Dava açılmadan önce taraflar arasında Mahkeme’ye sunulmak üzere  anlaşmalı boşanma protokolü düzenlenebilecektir. Bu protokolün ise velayet,  kişisel ilişki,  mal paylaşımı,  tazminat,  nafaka,  ev eşyası vs. konularında tarafların istekleri ve hakları doğrultusunda herhangi bir hak kaybına uğranılmaması adına dikkatle hazırlanması gerekmektedir. Ayrıca, tarafların vardığı mutabakatta Hâkim, eksiklik veya Kanun’a aykırı bir madde tespit ederse tarafların ve çocukların menfaatini göz önüne alarak değişiklikler yapabilmektedir.

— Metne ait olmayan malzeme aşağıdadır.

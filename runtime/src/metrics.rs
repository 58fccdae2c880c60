//! Prometheus metrics for the request lifecycle.
//!
//! Counters cover every attempt outcome of the transaction runner and every
//! failure that reaches the classifier:
//! - Attempts, commits, business-aborts and retries
//! - Fatal transaction failures by reason
//! - Classified request failures by class (client error or crash)
//! - End-to-end lifecycle duration
//!
//! Recording goes through the `metrics` facade, so it is a no-op until a
//! recorder is installed.
//!
//! # Example
//!
//! ```rust,no_run
//! use txapi_runtime::metrics::MetricsServer;
//!
//! # fn example() -> Result<(), Box<dyn std::error::Error>> {
//! let mut server = MetricsServer::new("0.0.0.0:9090".parse()?);
//! server.start()?;
//!
//! if let Some(body) = server.render() {
//!     println!("{body}");
//! }
//! # Ok(())
//! # }
//! ```

use metrics::{describe_counter, describe_histogram};
use metrics_exporter_prometheus::{Matcher, PrometheusBuilder, PrometheusHandle};
use std::net::SocketAddr;
use std::time::Duration;
use thiserror::Error;

pub use metrics::{counter, histogram};

/// Errors from metrics operations.
#[derive(Error, Debug)]
pub enum MetricsError {
    /// Failed to build metrics exporter
    #[error("Failed to build metrics exporter: {0}")]
    Build(String),
    /// Failed to install metrics exporter
    #[error("Failed to install metrics exporter: {0}")]
    Install(String),
}

/// Prometheus metrics recorder handle.
///
/// The address is where the embedding application serves the rendered output.
pub struct MetricsServer {
    addr: SocketAddr,
    handle: Option<PrometheusHandle>,
}

impl MetricsServer {
    /// Create a new metrics server for `addr`.
    #[must_use]
    pub const fn new(addr: SocketAddr) -> Self {
        Self { addr, handle: None }
    }

    /// Describe all metrics and install the Prometheus recorder.
    ///
    /// # Errors
    ///
    /// Returns error if the exporter cannot be built or installed.
    ///
    /// # Note
    ///
    /// A recorder that is already installed (e.g. by another test) is not an
    /// error; [`MetricsServer::render`] then returns `None`.
    pub fn start(&mut self) -> Result<(), MetricsError> {
        register_metrics();

        let builder = PrometheusBuilder::new()
            .set_buckets_for_metric(
                Matcher::Suffix("duration_seconds".to_string()),
                &[
                    0.001, 0.005, 0.01, 0.025, 0.05, 0.1, 0.25, 0.5, 1.0, 2.5, 5.0, 10.0,
                ],
            )
            .map_err(|e| MetricsError::Build(e.to_string()))?;

        match builder.install_recorder() {
            Ok(handle) => {
                self.handle = Some(handle);
                tracing::info!(addr = %self.addr, "Metrics recorder installed");
                Ok(())
            }
            Err(e) => {
                let err_msg = e.to_string();
                if err_msg.contains("already initialized") {
                    tracing::warn!("Metrics recorder already initialized, skipping re-initialization");
                    Ok(())
                } else {
                    Err(MetricsError::Install(err_msg))
                }
            }
        }
    }

    /// Address the metrics are meant to be served on.
    #[must_use]
    pub const fn addr(&self) -> SocketAddr {
        self.addr
    }

    /// Get the metrics handle for rendering.
    #[must_use]
    pub const fn handle(&self) -> Option<&PrometheusHandle> {
        self.handle.as_ref()
    }

    /// Render current metrics in Prometheus format.
    ///
    /// Returns `None` if this instance did not install the recorder.
    #[must_use]
    pub fn render(&self) -> Option<String> {
        self.handle.as_ref().map(PrometheusHandle::render)
    }
}

fn register_metrics() {
    describe_counter!(
        "txapi_transaction_attempts_total",
        "Total number of transaction attempts started"
    );
    describe_counter!(
        "txapi_transaction_commits_total",
        "Total number of attempts that committed"
    );
    describe_counter!(
        "txapi_transaction_aborts_total",
        "Total number of attempts that completed without committing"
    );
    describe_counter!(
        "txapi_transaction_retries_total",
        "Total number of attempts restarted after a retryable conflict"
    );
    describe_counter!(
        "txapi_transaction_failures_total",
        "Total number of transaction runs that failed, by reason"
    );
    describe_counter!(
        "txapi_request_failures_total",
        "Total number of classified request failures, by class"
    );
    describe_histogram!(
        "txapi_lifecycle_duration_seconds",
        "Time taken to run a request lifecycle"
    );
}

/// Transaction runner metrics recorder.
pub struct TransactionMetrics;

impl TransactionMetrics {
    /// Record an attempt being started.
    pub fn record_attempt() {
        counter!("txapi_transaction_attempts_total").increment(1);
    }

    /// Record a committed attempt.
    pub fn record_commit() {
        counter!("txapi_transaction_commits_total").increment(1);
    }

    /// Record a business-abort.
    pub fn record_abort() {
        counter!("txapi_transaction_aborts_total").increment(1);
    }

    /// Record a retry after a conflict.
    pub fn record_retry() {
        counter!("txapi_transaction_retries_total").increment(1);
    }

    /// Record a fatal run failure (`exhausted` or `fatal`).
    pub fn record_failure(reason: &'static str) {
        counter!("txapi_transaction_failures_total", "reason" => reason).increment(1);
    }
}

/// Request lifecycle metrics recorder.
pub struct LifecycleMetrics;

impl LifecycleMetrics {
    /// Record a completed lifecycle.
    pub fn record_duration(duration: Duration) {
        histogram!("txapi_lifecycle_duration_seconds").record(duration.as_secs_f64());
    }

    /// Record a classified failure (`client_error` or `crash`).
    pub fn record_failure(class: &'static str) {
        counter!("txapi_request_failures_total", "class" => class).increment(1);
    }
}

Hakim sunulan dava dilekçesi ve protokolü de göz önünde bulundurarak ve tarafları  da huzurda bizzat dinlemek suretiyle boşanmaya karar verecektir.

Anlaşmalı boşanma davalarında taraflar, duruşmaya bizzat gelerek boşanma iradelerini ortaya koymuşlarsa bile boşanma hükmü kesinleşmeden önce anlaşmalı boşanmaktan vazgeçebilmektedir. Bu noktadan sonra, taraflardan birisinin anlaşmalı boşanmadan vazgeçmesi halinde dava ise çekişmeli boşanma davasına dönüşecektir.